Среди ночи они услышали стоны на лужайке. Они проснулись. Эдуард растворил окно. Это была Роза, пьяная вконец. Она никак не могла добраться до дома. Стояла на четвереньках посреди лужайки и звала свою мать. Накануне она решила поехать в ближайшее казино. Кто же довез ее до дома? Эдуард натянул полотняные брюки, спустился, донес ее до спальни и уложил на кровать. Снял с нее туфли. Лоранс расстегнула на ней пояс, стащила чулки. Потом они кое-как сняли с нее плащ и платье. От нее ужасно пахло. Они расстелили постель, укрыли ее простыней. Роза вдруг приоткрыла глаза. И с трудом пробормотала по-французски:
– Черт меня возьми! Черт меня возьми!
Лоранс обтерла ей глаза и рот, потом еще раз смочила в ванной махровую рукавицу и промыла Розе лицо. Роза приподнялась, нагнулась, и ее вырвало прямо на руки Эдуарда.
Ей удалось встать на ноги. Она то извергала рвоту, то хохотала во весь голос. Внезапно она начала мочиться стоя, моча залила ее туфли, стоявшие у постели. Заливаясь хохотом, Роза указывала на них Лоранс.
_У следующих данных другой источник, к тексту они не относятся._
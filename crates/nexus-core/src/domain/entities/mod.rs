pub mod common;
pub mod manifest;
pub mod project_config;
pub mod project_structure;
pub mod render_context;

pub use common::RelativePath;
pub use manifest::{Collision, Manifest, ManifestSection, MergeReport};
pub use project_config::ProjectConfig;
pub use project_structure::{DirectoryToCreate, FileToWrite, FsEntry, ProjectStructure};
pub use render_context::RenderContext;
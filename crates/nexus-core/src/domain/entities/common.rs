use crate::domain::error::{DomainError, FieldViolation};
use std::fmt;
use std::path::{Component, Path, PathBuf};

/// A filesystem path guaranteed to stay inside its root.
///
/// Invariant: never absolute and never climbs with `..`. Enforced at
/// construction.
#[derive(Debug, Clone, PartialEq, Eq, Hash)]
pub struct RelativePath(PathBuf);

impl RelativePath {
    pub fn try_new(path: impl Into<PathBuf>) -> Result<Self, DomainError> {
        let path = path.into();
        let escapes = path
            .components()
            .any(|c| !matches!(c, Component::Normal(_) | Component::CurDir));

        if path.as_os_str().is_empty() || escapes {
            Err(DomainError::ConfigValidation {
                violations: vec![FieldViolation::new(
                    "path",
                    format!("'{}' must be a relative path inside the project", path.display()),
                )],
            })
        } else {
            Ok(Self(path))
        }
    }

    /// Join a segment, maintaining the relative invariant.
    pub fn join(&self, segment: impl AsRef<Path>) -> Result<Self, DomainError> {
        Self::try_new(self.0.join(segment))
    }

    pub fn as_path(&self) -> &Path {
        &self.0
    }

    pub fn into_path_buf(self) -> PathBuf {
        self.0
    }
}

impl AsRef<Path> for RelativePath {
    fn as_ref(&self) -> &Path {
        &self.0
    }
}

impl fmt::Display for RelativePath {
    fn fmt(&self, f: &mut fmt::Formatter<'_>) -> fmt::Result {
        write!(f, "{}", self.0.display())
    }
}

#[cfg(test)]
mod tests {
    use super::*;

    #[test]
    fn accepts_nested_relative_paths() {
        let p = RelativePath::try_new("src/domain/entities").unwrap();
        assert_eq!(p.join("user.js").unwrap().to_string(), "src/domain/entities/user.js");
    }

    #[test]
    fn rejects_absolute_parent_and_empty() {
        assert!(RelativePath::try_new("/etc/passwd").is_err());
        assert!(RelativePath::try_new("../outside").is_err());
        assert!(RelativePath::try_new("src/../../x").is_err());
        assert!(RelativePath::try_new("").is_err());
    }
}
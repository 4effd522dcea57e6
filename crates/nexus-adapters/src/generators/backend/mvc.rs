use nexus_core::{
    application::ports::{ArchitectureStrategy, StrategyDescriptor},
    domain::{Manifest, ProjectConfig, ProjectStructure, RenderContext},
    error::NexusResult,
};

use super::{express_manifest, express_skeleton};
use crate::generators::render_into;

/// Model-View-Controller on Express.
#[derive(Debug, Clone, Copy, Default)]
pub struct MvcStrategy;

const DIRECTORIES: [&str; 6] = [
    "src/models",
    "src/controllers",
    "src/routes",
    "src/middleware",
    "src/config",
    "src/utils",
];

const LAYOUT: &str = "src/
├── controllers/   # request handlers
├── models/        # data models
├── routes/        # route definitions
├── middleware/    # custom middleware
├── utils/         # helpers
└── config/        # configuration";

impl ArchitectureStrategy for MvcStrategy {
    fn descriptor(&self) -> StrategyDescriptor {
        StrategyDescriptor {
            name: "mvc",
            display_name: "MVC (Model-View-Controller)",
            description: "Classic layering with a clear split of responsibilities",
            features: &[
                "Models/Views/Controllers separation",
                "Clear folder structure",
                "Express.js routing",
                "Centralised error handling",
            ],
        }
    }

    fn directories(&self) -> Vec<&'static str> {
        DIRECTORIES.to_vec()
    }

    fn manifest(&self, config: &ProjectConfig) -> Manifest {
        express_manifest(config, &["mvc", "api"])
    }

    fn files(&self, _config: &ProjectConfig, ctx: &RenderContext) -> NexusResult<ProjectStructure> {
        let mut structure = express_skeleton(ctx, "MVC (Model-View-Controller)", LAYOUT, "./routes")?;
        render_into(&mut structure, ctx, "src/routes/index.js", ROUTES_INDEX)?;
        render_into(
            &mut structure,
            ctx,
            "src/controllers/base.controller.js",
            BASE_CONTROLLER,
        )?;
        render_into(&mut structure, ctx, "src/models/base.model.js", BASE_MODEL)?;
        Ok(structure)
    }
}

const ROUTES_INDEX: &str = "const express = require('express');
const router = express.Router();

router.get('/', (req, res) => {
  res.json({ message: 'API {{PROJECT_NAME}} - MVC architecture' });
});

module.exports = router;
";

const BASE_CONTROLLER: &str = "class BaseController {
  success(res, data, message = 'OK', statusCode = 200) {
    return res.status(statusCode).json({
      success: true,
      message,
      data,
      timestamp: new Date().toISOString()
    });
  }

  error(res, message = 'Something went wrong', statusCode = 500) {
    return res.status(statusCode).json({
      success: false,
      message,
      timestamp: new Date().toISOString()
    });
  }
}

module.exports = BaseController;
";

const BASE_MODEL: &str = "class BaseModel {
  constructor() {
    if (this.constructor === BaseModel) {
      throw new Error('BaseModel is abstract');
    }
  }

  validate(data) {
    throw new Error('validate() must be implemented');
  }

  toJSON() {
    return Object.assign({}, this);
  }
}

module.exports = BaseModel;
";
//! Filesystem adapters.

mod local;
mod memory;

pub use local::LocalFilesystem;
pub use memory::MemoryFilesystem;
//! Directory Validator - decides whether generation may write into a target.
//!
//! Read-only: it resolves and inspects the path but never creates it.

use std::path::{Path, PathBuf};

use tracing::{info, instrument};

use crate::application::{
    ApplicationError, CANCELLED_BY_USER,
    ports::{Filesystem, Prompter},
};
use crate::error::NexusResult;

/// Key of the overwrite confirmation question.
pub const CONFIRM_NON_EMPTY_KEY: &str = "confirm-non-empty";

#[derive(Debug, Clone, Copy, Default, PartialEq, Eq)]
pub struct DirectoryPolicy {
    /// Proceed into a non-empty directory without asking.
    pub auto_confirm: bool,
    /// Skip the non-empty check entirely.
    pub force: bool,
}

pub struct DirectoryValidator<'a> {
    fs: &'a dyn Filesystem,
    prompter: Option<&'a dyn Prompter>,
}

impl<'a> DirectoryValidator<'a> {
    pub fn new(fs: &'a dyn Filesystem, prompter: Option<&'a dyn Prompter>) -> Self {
        Self { fs, prompter }
    }

    /// Resolve `target` to an absolute path and check it is safe to write.
    ///
    /// A missing or empty directory always passes. A non-empty one passes
    /// with `force`, then with `auto_confirm`, otherwise only if the user
    /// confirms.
    #[instrument(skip_all, fields(target = %target.display()))]
    pub fn validate(&self, target: &Path, policy: DirectoryPolicy) -> NexusResult<PathBuf> {
        let path = std::path::absolute(target)
            .map_err(|e| ApplicationError::directory(target, e.to_string()))?;

        if !self.fs.exists(&path) {
            return Ok(path);
        }
        if !self.fs.is_dir(&path) {
            return Err(ApplicationError::directory(&path, "exists and is not a directory").into());
        }
        if self.fs.is_dir_empty(&path)? {
            return Ok(path);
        }

        if policy.force {
            info!("Target is not empty; continuing because of --force");
            return Ok(path);
        }
        if policy.auto_confirm {
            info!("Target is not empty; continuing because of --yes");
            return Ok(path);
        }

        let Some(prompter) = self.prompter else {
            return Err(ApplicationError::directory(
                &path,
                "directory is not empty (pass --yes or --force to continue)",
            )
            .into());
        };

        let message = format!(
            "Directory {} is not empty. Continue and write into it?",
            path.display()
        );
        if prompter.confirm(CONFIRM_NON_EMPTY_KEY, &message, false)? {
            Ok(path)
        } else {
            Err(ApplicationError::directory(&path, CANCELLED_BY_USER).into())
        }
    }
}
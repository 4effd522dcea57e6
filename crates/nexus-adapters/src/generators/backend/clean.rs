use nexus_core::{
    application::ports::{ArchitectureStrategy, StrategyDescriptor},
    domain::{Manifest, ProjectConfig, ProjectStructure, RenderContext},
    error::NexusResult,
};

use super::{express_manifest, express_skeleton};
use crate::generators::render_into;

/// Clean Architecture: domain, application, infrastructure and presentation
/// layers with dependencies pointing inwards.
#[derive(Debug, Clone, Copy, Default)]
pub struct CleanStrategy;

const DIRECTORIES: [&str; 15] = [
    "src/domain/entities",
    "src/domain/value-objects",
    "src/domain/repositories",
    "src/application/use-cases",
    "src/application/services",
    "src/application/dto",
    "src/infrastructure/database",
    "src/infrastructure/repositories",
    "src/infrastructure/http",
    "src/infrastructure/config",
    "src/presentation/controllers",
    "src/presentation/middleware",
    "src/presentation/routes",
    "src/shared/utils",
    "src/shared/errors",
];

const LAYOUT: &str = "src/
├── domain/           # entities, value objects, repository contracts
├── application/      # use cases, services, DTOs
├── infrastructure/   # database, repository impls, http, config
├── presentation/     # controllers, middleware, routes
└── shared/           # utils, errors";

impl ArchitectureStrategy for CleanStrategy {
    fn descriptor(&self) -> StrategyDescriptor {
        StrategyDescriptor {
            name: "clean",
            display_name: "Clean Architecture",
            description: "Layered architecture keeping business rules independent",
            features: &[
                "Entities/Use Cases/Interfaces/Frameworks layers",
                "Framework independence",
                "High testability",
                "Dependency inversion",
            ],
        }
    }

    fn directories(&self) -> Vec<&'static str> {
        DIRECTORIES.to_vec()
    }

    fn manifest(&self, config: &ProjectConfig) -> Manifest {
        express_manifest(config, &["clean-architecture", "ddd", "api"])
    }

    fn files(&self, _config: &ProjectConfig, ctx: &RenderContext) -> NexusResult<ProjectStructure> {
        let mut structure =
            express_skeleton(ctx, "Clean Architecture", LAYOUT, "./presentation/routes")?;
        render_into(
            &mut structure,
            ctx,
            "src/domain/entities/base.entity.js",
            BASE_ENTITY,
        )?;
        render_into(
            &mut structure,
            ctx,
            "src/domain/repositories/base.repository.js",
            BASE_REPOSITORY,
        )?;
        render_into(
            &mut structure,
            ctx,
            "src/application/use-cases/base.use-case.js",
            BASE_USE_CASE,
        )?;
        render_into(
            &mut structure,
            ctx,
            "src/presentation/controllers/base.controller.js",
            BASE_CONTROLLER,
        )?;
        render_into(
            &mut structure,
            ctx,
            "src/presentation/routes/index.js",
            ROUTES_INDEX,
        )?;
        Ok(structure)
    }
}

const BASE_ENTITY: &str = "class BaseEntity {
  constructor(id) {
    this.id = id;
    this.createdAt = new Date();
    this.updatedAt = new Date();
  }

  equals(other) {
    return other instanceof BaseEntity && this.id === other.id;
  }
}

module.exports = BaseEntity;
";

const BASE_REPOSITORY: &str = "class BaseRepository {
  async findById(id) {
    throw new Error('findById() must be implemented');
  }

  async findAll() {
    throw new Error('findAll() must be implemented');
  }

  async save(entity) {
    throw new Error('save() must be implemented');
  }

  async delete(id) {
    throw new Error('delete() must be implemented');
  }
}

module.exports = BaseRepository;
";

const BASE_USE_CASE: &str = "class BaseUseCase {
  async execute(request) {
    throw new Error('execute() must be implemented');
  }
}

module.exports = BaseUseCase;
";

const BASE_CONTROLLER: &str = "class BaseController {
  constructor(useCase) {
    this.useCase = useCase;
  }

  async handle(req, res, next) {
    try {
      const result = await this.useCase.execute(req.body);
      res.status(200).json({ success: true, data: result });
    } catch (error) {
      next(error);
    }
  }
}

module.exports = BaseController;
";

const ROUTES_INDEX: &str = "const express = require('express');
const router = express.Router();

router.get('/', (req, res) => {
  res.json({
    message: 'API {{PROJECT_NAME}} - Clean Architecture',
    architecture: 'Clean Architecture'
  });
});

module.exports = router;
";

#[cfg(test)]
mod tests {
    use super::*;

    #[test]
    fn directories_cover_every_layer() {
        let dirs = CleanStrategy.directories();
        for layer in ["domain", "application", "infrastructure", "presentation", "shared"] {
            assert!(
                dirs.iter().any(|d| d.starts_with(&format!("src/{layer}/"))),
                "missing {layer}"
            );
        }
    }

    #[test]
    fn app_mounts_presentation_routes() {
        let config = ProjectConfig::default();
        let ctx = RenderContext::from_config(&config);
        let structure = CleanStrategy.files(&config, &ctx).unwrap();
        let app = structure
            .files()
            .find(|f| f.path.to_string() == "src/app.js")
            .unwrap();
        assert!(app.content.contains("require('./presentation/routes')"));
    }
}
Эдуард, держа на отлете изгаженные руки, зачарованно смотрел на Розу. Роза ван Вейден была пьяна в дым, от нее воняло, но в то же время она сияла такой полнотой жизни и радостью, каких он никогда еще у нее не замечал. Она казалась ему богиней в золотом одеянии.
– С ней это иногда бывает, – прошептала Лоранс.
– Ну и надралась! Прямо глаза в пучок!
– Что значит «глаза в пучок»?
– То и значит, что она нализалась вусмерть.
– Это как, по-бельгийски?
– Нет. Это по-человечески.
Лето выдалось непогожее. Ветер то и дело приносил дождь, затягивал небо мрачными, черными тучами. Дождевые капли пахли рыбой. Ветер дул так свирепо, что сквозь него нужно было пробиваться силой, да и то удавалось пройти лишь несколько шажков. Под просоленными струями дождя волосы становились липкими, как водоросли. Они остановились в отеле «Пляжный». Темно-красная ковровая дорожка на лестнице скрипела и протиралась от налипшего на ногах песка. В номере было холодно, ставни с трудом поворачивались на ржавых петлях. Они не стали зажигать свет. Роза ван Вейден носила широкие хлопчатобумажные белые шорты детского покроя.
В одном из зеркал платяного шкафа он увидел серый призрак развороченной постели, отражение ее почти бритого затылка, ее черных волос. Она сидела спиной к нему. И делала гимнастику, чтобы размяться. Она всегда ее делала после того, как они занимались любовью, и он, сам не зная почему, чувствовал легкую досаду. Обои в номере были цветастые, но казалось, будто нарисованные цветы изо всех сил стараются выглядеть поярче, повеселее, и это только усиливало ощущение холода. Кресло было обито материей в желто-зеленых разводах, розы на стенах перемежались кистями сирени. На окнах висели полосатые желто- голубые портьеры. На маленьком гостиничном столике рядом с белым молочным кувшинчиком стояли две кофейные чашки и прозрачная вазочка с апельсиновым джемом.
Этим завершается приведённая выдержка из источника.